(Stored data)
────────────────────

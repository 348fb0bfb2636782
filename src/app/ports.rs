use crate::artifact::{Artifact, ArtifactManifest, ArtifactReference, PublishRequest};
use crate::error::Result;
use crate::provenance::ProvenanceRecord;

/// Versioned, append-only artifact storage.
///
/// Implementations must never overwrite a published version; `publish`
/// either makes exactly one new version visible or none.
pub trait ArtifactStorePort: Send + Sync {
    /// Resolve a reference (exact version or alias) to its manifest.
    fn resolve(&self, reference: &ArtifactReference) -> Result<ArtifactManifest>;

    fn fetch(&self, reference: &ArtifactReference) -> Result<Artifact>;

    fn publish(&self, request: PublishRequest) -> Result<ArtifactManifest>;

    /// All versions of `name`, oldest first. Unknown names yield an empty list.
    fn versions(&self, name: &str) -> Result<Vec<ArtifactManifest>>;
}

/// Append-only sink for lineage edges.
pub trait ProvenanceSinkPort: Send + Sync {
    fn append(&self, record: &ProvenanceRecord) -> Result<()>;

    /// Records whose input or output is `reference` (exact versions only).
    fn records_for(&self, reference: &ArtifactReference) -> Result<Vec<ProvenanceRecord>>;
}
//! In-memory tabular payload.
//!
//! A `Table` is an ordered list of named columns plus an ordered list of rows.
//! Every row has exactly one cell per column; constructors reject anything
//! else, so code that indexes a row by column position never goes out of
//! bounds.

use chrono::{NaiveDateTime, Timelike};
use std::collections::HashSet;

use crate::constants::UNKNOWN_DATE;
use crate::error::{Result, StepError};

/// One typed cell.
#[derive(Debug, Clone, PartialEq)]
pub enum Value {
    Missing,
    Number(f64),
    Text(String),
    Timestamp(NaiveDateTime),
    /// A date-like cell whose value could not be determined.
    UnknownDate,
}

impl Value {
    /// The cell as it is written back into a CSV payload.
    pub fn render(&self) -> String {
        match self {
            Value::Missing => String::new(),
            Value::Number(n) => n.to_string(),
            Value::Text(s) => s.clone(),
            Value::Timestamp(ts) => render_timestamp(ts),
            Value::UnknownDate => UNKNOWN_DATE.to_string(),
        }
    }

    pub fn as_text(&self) -> Option<&str> {
        match self {
            Value::Text(s) => Some(s.as_str()),
            _ => None,
        }
    }
}

/// Midnight timestamps render as plain dates. Sub-second parts, when present,
/// render in 3, 6 or 9 digits.
pub fn render_timestamp(ts: &NaiveDateTime) -> String {
    let t = ts.time();
    if t.hour() == 0 && t.minute() == 0 && t.second() == 0 && t.nanosecond() == 0 {
        ts.format("%Y-%m-%d").to_string()
    } else if t.nanosecond() == 0 {
        ts.format("%Y-%m-%d %H:%M:%S").to_string()
    } else {
        ts.format("%Y-%m-%d %H:%M:%S%.f").to_string()
    }
}

#[derive(Debug, Clone, PartialEq, Default)]
pub struct Table {
    columns: Vec<String>,
    rows: Vec<Vec<Value>>,
}

impl Table {
    pub fn new(columns: Vec<String>) -> Result<Self> {
        let mut seen = HashSet::new();
        for c in &columns {
            if !seen.insert(c.as_str()) {
                return Err(StepError::Schema(format!("duplicate column '{}'", c)));
            }
        }
        Ok(Self { columns, rows: Vec::new() })
    }

    /// Build a table from column names and rows, checking row widths.
    pub fn from_rows(columns: Vec<String>, rows: Vec<Vec<Value>>) -> Result<Self> {
        let mut table = Self::new(columns)?;
        for row in rows {
            table.push_row(row)?;
        }
        Ok(table)
    }

    pub fn push_row(&mut self, row: Vec<Value>) -> Result<()> {
        if row.len() != self.columns.len() {
            return Err(StepError::Schema(format!(
                "row {} has {} cells, expected {}",
                self.rows.len() + 1,
                row.len(),
                self.columns.len()
            )));
        }
        self.rows.push(row);
        Ok(())
    }

    pub fn columns(&self) -> &[String] {
        &self.columns
    }

    pub fn rows(&self) -> &[Vec<Value>] {
        &self.rows
    }

    pub fn len(&self) -> usize {
        self.rows.len()
    }

    pub fn is_empty(&self) -> bool {
        self.rows.is_empty()
    }

    pub fn column_index(&self, name: &str) -> Option<usize> {
        self.columns.iter().position(|c| c == name)
    }

    /// Fail with a schema error unless the named column exists.
    pub fn require_column(&self, name: &str) -> Result<usize> {
        self.column_index(name)
            .ok_or_else(|| StepError::Schema(format!("required column '{}' is absent", name)))
    }

    pub fn get(&self, row: usize, column: &str) -> Option<&Value> {
        let idx = self.column_index(column)?;
        self.rows.get(row).map(|r| &r[idx])
    }

    /// Parse a CSV payload with a header row. Cells are kept as raw text;
    /// empty cells become `Value::Missing`.
    pub fn from_csv_bytes(bytes: &[u8]) -> Result<Self> {
        let mut rdr = csv::ReaderBuilder::new()
            .has_headers(true)
            .flexible(false)
            .from_reader(bytes);

        let headers = rdr.headers()?.clone();
        if headers.is_empty() || headers.iter().all(|h| h.trim().is_empty()) {
            return Err(StepError::Schema("payload has no header row".to_string()));
        }
        let columns: Vec<String> = headers.iter().map(str::to_string).collect();
        let mut table = Self::new(columns)?;

        for record in rdr.records() {
            let record = record?;
            let row = record
                .iter()
                .map(|cell| {
                    if cell.is_empty() {
                        Value::Missing
                    } else {
                        Value::Text(cell.to_string())
                    }
                })
                .collect();
            table.push_row(row)?;
        }
        Ok(table)
    }

    /// Serialize header plus rows in column order. No index column.
    pub fn to_csv_bytes(&self) -> Result<Vec<u8>> {
        let mut wtr = csv::WriterBuilder::new().has_headers(false).from_writer(Vec::new());
        wtr.write_record(&self.columns)?;
        for row in &self.rows {
            wtr.write_record(row.iter().map(Value::render))?;
        }
        wtr.into_inner()
            .map_err(|e| StepError::Schema(format!("failed to serialize table: {}", e)))
    }
}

────────────────────

## Work required:
Scan the records above and count the lines that contain "nanosecond". No text besides the count.

## Written response:
2